By the time he died last March, the astrophysicist Stephen Hawking was convinced there was no God and no afterlife.

Stephen Hawking’s sense of humour is all relativity

By Dan Buckley

By the time he died last March, the astrophysicist Stephen Hawking was convinced there was no God and no afterlife.

Yet, judging by the interest in his latest book, the giant of cosmology and pop culture has achieved an immortality of his own.

“I think the universe was spontaneously created out of nothing, according to the laws of science,” Hawking writes in his final book, Brief Answers To The Big Questions. “If you accept, as I do, that the laws of nature are fixed, then it doesn’t take long to ask: What role is there for God’?”

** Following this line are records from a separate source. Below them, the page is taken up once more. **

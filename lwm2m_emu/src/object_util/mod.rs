// SPDX-FileCopyrightText: © 2023 Technical University of Munich, Chair of Connected Mobility
// SPDX-FileCopyrightText: © 2023 Claudio Cicconetti <c.cicconetti@iit.cnr.it>
// SPDX-License-Identifier: MIT
use lwm2m_api_core::common::{Lwm2mError, EEXIST, EINVAL, EIO, ENOENT};
use lwm2m_api_core::ipso_filling_sensor::*;
use lwm2m_api_core::object_path::{ObjectId, ObjectInstanceId, ResourceInstanceId, ResourcePath};
use lwm2m_api_core::resource_value::{ResourceKind, ResourceValue};
use lwm2m_fill_level::object_util::{ObjectCreateAgent, ObjectUtilAPI, PostWriteHandler};


/// Instances reserved for each entry of the gateway device table.
pub const INSTANCES_PER_INDEX: u16 = 8;

/// Index handed to agents for instances created outside the device table.
pub const UNMANAGED_INDEX: i32 = -1;

fn object_resources(object_id: ObjectId) -> &'static [(lwm2m_api_core::object_path::ResourceId, ResourceKind)] {
    match object_id {
        IPSO_OBJECT_FILLING_LEVEL_SENSOR_ID => &FILLING_SENSOR_RESOURCES,
        _ => &[],
    }
}

/// First instance of the block reserved for a device table entry.
pub fn base_instance(index: i32) -> Option<ObjectInstanceId> {
    u16::try_from(index).ok()?.checked_mul(INSTANCES_PER_INDEX)
}

/// Object manager of the emulated device.
#[derive(Clone)]
pub struct EmuObjectUtil {
    state: crate::SharedState,
}

impl EmuObjectUtil {
    pub(crate) fn new(state: crate::SharedState) -> Self {
        Self { state }
    }

    pub fn instances(&self, object_id: ObjectId) -> Vec<ObjectInstanceId> {
        match crate::lock(&self.state) {
            Ok(state) => state
                .instances
                .iter()
                .filter(|(object, _)| *object == object_id)
                .map(|(_, instance)| *instance)
                .collect(),
            Err(_) => Vec::new(),
        }
    }

    pub fn has_post_write_cb(&self, path: ResourcePath) -> bool {
        crate::lock(&self.state)
            .map(|state| state.post_write_handlers.contains_key(&path))
            .unwrap_or(false)
    }

    /// Removes an instance together with its resources and callbacks.
    pub fn delete_obj_inst(&mut self, object_id: ObjectId, instance_id: ObjectInstanceId) -> Result<(), Lwm2mError> {
        let mut state = crate::lock(&self.state)?;
        if !state.instances.remove(&(object_id, instance_id)) {
            return Err(Lwm2mError::Forwarded(-ENOENT));
        }
        let of_instance = |path: &ResourcePath| path.object_id == object_id && path.instance_id == instance_id;
        state.resources.retain(|path, _| !of_instance(path));
        state.post_write_handlers.retain(|path, _| !of_instance(path));
        state
            .managed
            .retain(|(object, _, _), instance| !(*object == object_id && *instance == instance_id));
        log::info!("Deleted {}/{}", object_id, instance_id);
        Ok(())
    }

    fn create_instance(&mut self, object_id: ObjectId, index: i32, instance_id: ObjectInstanceId) -> Result<(), Lwm2mError> {
        let agent = {
            let mut state = crate::lock(&self.state)?;
            if !state.instances.insert((object_id, instance_id)) {
                return Err(Lwm2mError::Forwarded(-EEXIST));
            }
            for (resource_id, kind) in object_resources(object_id) {
                state
                    .resources
                    .insert(ResourcePath::new(object_id, instance_id, *resource_id), kind.default_value());
            }
            state.agents.get(&object_id).copied()
        };

        if let Some(agent) = agent {
            if let Err(err) = agent.create(self, index, instance_id) {
                log::error!("Agent of object {} failed to set up instance {}: {}", object_id, instance_id, err);
                self.delete_obj_inst(object_id, instance_id)?;
                return Err(err);
            }
        }
        Ok(())
    }

    fn resource_kind(&self, path: ResourcePath) -> Result<ResourceKind, Lwm2mError> {
        crate::lock(&self.state)?
            .resources
            .get(&path)
            .map(ResourceValue::kind)
            .ok_or(Lwm2mError::Forwarded(-ENOENT))
    }
}

impl ObjectUtilAPI for EmuObjectUtil {
    fn register_agent(&mut self, agent: &'static dyn ObjectCreateAgent) -> Result<(), Lwm2mError> {
        let object_id = agent.object_id();
        if crate::lock(&self.state)?.agents.insert(object_id, agent).is_some() {
            log::warn!("Replaced the agent of object {}", object_id);
        }
        Ok(())
    }

    fn manage_obj_instance(&mut self, object_id: ObjectId, index: i32, offset: u16) -> Result<ObjectInstanceId, Lwm2mError> {
        if let Some(instance_id) = crate::lock(&self.state)?.managed.get(&(object_id, index, offset)) {
            return Ok(*instance_id);
        }

        if offset >= INSTANCES_PER_INDEX {
            log::error!("Offset {} of device table entry {} out of range", offset, index);
            return Err(Lwm2mError::Forwarded(-EINVAL));
        }
        let instance_id = base_instance(index)
            .and_then(|base| base.checked_add(offset))
            .ok_or(Lwm2mError::Forwarded(-EINVAL))?;

        self.create_instance(object_id, index, instance_id)?;
        crate::lock(&self.state)?.managed.insert((object_id, index, offset), instance_id);
        log::debug!("Device table entry {}/{} managed as {}/{}", index, offset, object_id, instance_id);
        Ok(instance_id)
    }

    fn manage_obj_deletion(&mut self, error: Lwm2mError, object_id: ObjectId, index: i32, instance_id: ObjectInstanceId) {
        let managed = match crate::lock(&self.state) {
            Ok(state) => state
                .managed
                .iter()
                .any(|((object, idx, _), instance)| *object == object_id && *idx == index && *instance == instance_id),
            Err(_) => return,
        };
        if !managed {
            log::debug!("{}/{} is not managed by device table entry {}", object_id, instance_id, index);
            return;
        }

        log::warn!("Deleting {}/{} after failed update: {}", object_id, instance_id, error);
        if let Err(err) = self.delete_obj_inst(object_id, instance_id) {
            log::error!("Unable to delete {}/{}: {}", object_id, instance_id, err);
        }
    }

    fn create_obj_inst(&mut self, object_id: ObjectId, instance_id: ObjectInstanceId) -> Result<(), Lwm2mError> {
        self.create_instance(object_id, UNMANAGED_INDEX, instance_id)
    }

    fn reg_post_write_cb(&mut self, path: ResourcePath, handler: &'static dyn PostWriteHandler) -> Result<(), Lwm2mError> {
        let mut state = crate::lock(&self.state)?;
        if !state.resources.contains_key(&path) {
            return Err(Lwm2mError::Forwarded(-ENOENT));
        }
        state.post_write_handlers.insert(path, handler);
        Ok(())
    }

    fn del_res_inst(&mut self, path: ResourcePath, resource_instance_id: ResourceInstanceId) -> Result<(), Lwm2mError> {
        // Only single-instance resources are emulated.
        if resource_instance_id != 0 {
            return Err(Lwm2mError::Forwarded(-ENOENT));
        }
        let mut state = crate::lock(&self.state)?;
        state.post_write_handlers.remove(&path);
        match state.resources.remove(&path) {
            Some(_) => Ok(()),
            None => Err(Lwm2mError::Forwarded(-ENOENT)),
        }
    }

    fn load_config(&mut self, path: ResourcePath, size: usize) -> Result<(), Lwm2mError> {
        let kind = self.resource_kind(path)?;
        if kind.size() != size {
            log::error!("{} holds {} bytes, {} requested", path, kind.size(), size);
            return Err(Lwm2mError::Forwarded(-EINVAL));
        }

        let mut state = crate::lock(&self.state)?;
        let data = match state.store.load(path) {
            Ok(Some(data)) => data,
            Ok(None) => return Err(Lwm2mError::Forwarded(-ENOENT)),
            Err(err) => {
                log::error!("Unable to load {}: {}", path, err);
                return Err(Lwm2mError::Forwarded(-EIO));
            }
        };
        let value = ResourceValue::from_bytes(kind, &data)?;
        state.resources.insert(path, value);
        log::debug!("Restored {} = {}", path, value);
        Ok(())
    }

    fn save_config(&mut self, path: ResourcePath, data: &[u8]) -> Result<(), Lwm2mError> {
        crate::lock(&self.state)?.store.save(path, data).map_err(|err| {
            log::error!("Unable to save {}: {}", path, err);
            Lwm2mError::Forwarded(-EIO)
        })
    }
}
// SPDX-FileCopyrightText: © 2023 Technical University of Munich, Chair of Connected Mobility
// SPDX-FileCopyrightText: © 2023 Claudio Cicconetti <c.cicconetti@iit.cnr.it>
// SPDX-FileCopyrightText: © 2023 Siemens AG
// SPDX-License-Identifier: MIT
use clap::Parser;

#[derive(Debug, clap::Parser)]
#[command(long_about = None)]
struct Args {
    #[arg(short, long, default_value_t = String::from("fill_level.toml"))]
    config_file: String,
    #[arg(short, long, default_value_t = String::from(""))]
    template: String,
}

fn read_conf_from_file(filename: &str) -> anyhow::Result<lwm2m_emu::EmuSettings> {
    Ok(toml::from_str::<lwm2m_emu::EmuSettings>(&std::fs::read_to_string(filename)?)?)
}

fn main() -> anyhow::Result<()> {
    env_logger::init();

    let args = Args::parse();

    // Create a template emulator configuration and exit.
    if !args.template.is_empty() {
        lwm2m_emu::create_template(&args.template, lwm2m_emu::emu_default_conf().as_str())?;
        return Ok(());
    }

    let conf = read_conf_from_file(&args.config_file)?;
    log::info!("Starting fill level sensor emulator, {} sensor(s)", conf.sensors.len());

    let reports = lwm2m_emu::emu_main(conf)?;
    let failed = reports.iter().filter(|report| report.result_code != 0).count();
    if failed > 0 {
        anyhow::bail!("{} sensor update(s) failed", failed);
    }
    Ok(())
}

Shortly before his death, the Cambridge professor began compiling the answers to 10 fundamental questions he had been asked frequently by readers since the publication of his most celebrated book, A Brief

History of Time, in 1988.

His last book was published posthumously, with material drawn from that work, as well as interviews he gave.

While he denied the existence of God, Hawking was open to something more

far-fetched: Time travel. He grounds this notion on the so-called ‘M theory’, which suggests that the universe may contain seven hidden dimensions, in addition to the familiar four dimensions of space-time.

Rapid space travel and travel back in time can’t be ruled out, according to our present understanding,” he wrote. “Science fiction fans need not lose heart: There’s hope in M theory.

There is also hope that Hawking’s mischievous sense of humour (he once held a party for time travellers, but only sent out invitations afterwards) will survive him.

Dealing with a conundrum in Albert Einstein’s theory of special relativity, he explains it as a limerick:

There was a young lady of Wight,

Who travelled much faster than light,

She departed one day,

In a relative way,

And arrived on the previous night.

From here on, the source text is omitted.